How's It Going
By Peter Block
We spend a lot of
effort in meetings, conferences and training sessions designed to
initiate or sustain changes.
--This is the final of three columns
intended to shift our thinking about what is essential in the conduct of
these gatherings. Most of our traditional planning is about the actions
of the presenters, what we want to
present and how we want to present
it.
--We think power is the point. We seem
to ignore that it is people's active experience in the room that will
affect their emotional response to change, and ultimately the quality of
action.
--Three elements of experience that we
undervalue are
-- (1) the questions we ask of
participants,
-- (2) the design and structure of the
room and
-- (3) the evaluation of the event.
--Our business here is evaluation.
Nowhere is Mechanical Age more deeply honored than in our love of
evaluation, and this is not an argument against it. The argument is
about how we think about evaluation. What we evaluate and when we
evaluate it. As an example, every conference I have ever attended has an
evaluation form and they are all alike. They each imply a relationship
between how well the material was presented and the value received by
participants.
--One set of questions is about the
presenter; were they dynamic, well organized, did they present what was
promised, did they know their stuff, how good were the audio-visuals,
were the handouts useful?
--The second set of questions is about
value received. What did you learn, was it useful, what will you do
differently tomorrow? These measures are based on the belief that cause
is in the front of the room and effect is in the audience. If the front
of the room is clear and on target, the meeting will be a success.

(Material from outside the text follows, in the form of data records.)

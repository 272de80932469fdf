use serde::{Deserialize, Serialize};
use std::fmt;

use crate::models::{PatientProfile, SymptomData};

pub mod session_keys {
    pub const SESSION_ID: &str = "session_id";
    /// Pending user input for the current step; consumed by the step.
    pub const EVENT: &str = "event";
    pub const DISCLAIMER_ACCEPTED: &str = "disclaimer_accepted";
    pub const LANGUAGE: &str = "language";
    pub const PROFILE: &str = "profile";
    pub const SYMPTOMS: &str = "symptoms";
    pub const ATTACHMENT: &str = "attachment";
    pub const INITIAL_OUTCOME: &str = "initial_outcome";
    pub const CLARIFYING_QUIZ: &str = "clarifying_quiz";
    pub const QUESTION_ANSWERS: &str = "question_answers";
    pub const FINAL_ANALYSIS: &str = "final_analysis";
    pub const LAST_ERROR: &str = "last_error";
}

/// Ids of the workflow tasks; each one is a wizard step.
pub mod task_ids {
    pub const PROFILE_ENTRY: &str = "profile_entry";
    pub const SYMPTOM_ENTRY: &str = "symptom_entry";
    pub const ANALYZING_INITIAL: &str = "analyzing_initial";
    pub const CLARIFYING_QUIZ: &str = "clarifying_quiz";
    pub const ANALYZING_FINAL: &str = "analyzing_final";
    pub const REPORT_VIEW: &str = "report_view";
}

#[derive(Debug, Clone, Copy, PartialEq, Eq, Serialize, Deserialize)]
#[serde(rename_all = "snake_case")]
pub enum AssessmentStep {
    ProfileEntry,
    SymptomEntry,
    AnalyzingInitial,
    ClarifyingQuiz,
    AnalyzingFinal,
    ReportView,
}

impl AssessmentStep {
    pub fn task_id(self) -> &'static str {
        match self {
            AssessmentStep::ProfileEntry => task_ids::PROFILE_ENTRY,
            AssessmentStep::SymptomEntry => task_ids::SYMPTOM_ENTRY,
            AssessmentStep::AnalyzingInitial => task_ids::ANALYZING_INITIAL,
            AssessmentStep::ClarifyingQuiz => task_ids::CLARIFYING_QUIZ,
            AssessmentStep::AnalyzingFinal => task_ids::ANALYZING_FINAL,
            AssessmentStep::ReportView => task_ids::REPORT_VIEW,
        }
    }

    pub fn from_task_id(task_id: &str) -> Option<Self> {
        [
            AssessmentStep::ProfileEntry,
            AssessmentStep::SymptomEntry,
            AssessmentStep::AnalyzingInitial,
            AssessmentStep::ClarifyingQuiz,
            AssessmentStep::AnalyzingFinal,
            AssessmentStep::ReportView,
        ]
        .into_iter()
        .find(|step| step.task_id() == task_id)
    }
}

impl fmt::Display for AssessmentStep {
    fn fmt(&self, f: &mut fmt::Formatter<'_>) -> fmt::Result {
        f.write_str(self.task_id())
    }
}

/// User input for the wizard.
#[derive(Debug, Clone, PartialEq, Serialize, Deserialize)]
#[serde(tag = "type", rename_all = "snake_case")]
pub enum WizardEvent {
    SubmitProfile { profile: PatientProfile },
    SubmitSymptoms { symptoms: SymptomData },
    Back,
    AnswerQuestion { answer: String },
    PreviousQuestion,
    NextQuestion,
    FinishQuiz,
    /// Repeat the analysis call that last failed.
    Retry,
}

impl WizardEvent {
    pub fn name(&self) -> &'static str {
        match self {
            WizardEvent::SubmitProfile { .. } => "submit_profile",
            WizardEvent::SubmitSymptoms { .. } => "submit_symptoms",
            WizardEvent::Back => "back",
            WizardEvent::AnswerQuestion { .. } => "answer_question",
            WizardEvent::PreviousQuestion => "previous_question",
            WizardEvent::NextQuestion => "next_question",
            WizardEvent::FinishQuiz => "finish_quiz",
            WizardEvent::Retry => "retry",
        }
    }
}

/// Error overlay shown after a failed analysis call.
#[derive(Debug, Clone, PartialEq, Serialize, Deserialize)]
pub struct FlowError {
    pub message: String,
    /// Step the user was returned to; `retry` is accepted there.
    pub retry_step: AssessmentStep,
}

--It is our elitist, leadership
compulsion reinforced by an entertainment and spectator culture that
leads us in this direction. If we seek accountable employee action, we
need to move the spotlight from the stage and into the audience.
--O'Henry begins a book of his short
stories with the statement: "Not very long ago some one invented the
assertion that there were only 'Four Hundred' people in New York City
who were really worth noticing. But a wiser man has arisen-the census
taker-and his larger estimate of human interest has been preferred in
marking out the field of these little stories of the 'Four Million'."
--He understood that the character of
a city was better defined by the story of its citizens than simply the
story of its leaders. Same with our meetings, training events,
conferences and change efforts; the character of the event is better
defined by the story of the participants than the excellence of the
presenter.
Why It Matters
How we evaluate has a power that we need to appreciate:
-- 1. Evaluation is not a benign
event. It carries as clear a message of our intentions as anything else
we do. It says more by the way questions are composed than by the
answers it provides.
-- 2. The message the evaluation
carries takes a stance on who is responsible for learning and outcomes,
even for culture. Is it the leader/trainer, or is it the
citizen/participant? If a meeting or training event does not go well the
evaluation questions imply that the leaders may have to do it
differently next time. Our questions rarely indicate that next time the
participants will have to change the nature of their participation.
-- 3. Evaluation also takes a stance
on how engineerable or predictable the world can be. It most often
re-enforces the illusion that change is predictable and knowable in
advance, and the ones who know are the leaders and trainers. If we find
out that the event was characterized by surprise, chaos, or confusion,
we consider that a failure of leadership.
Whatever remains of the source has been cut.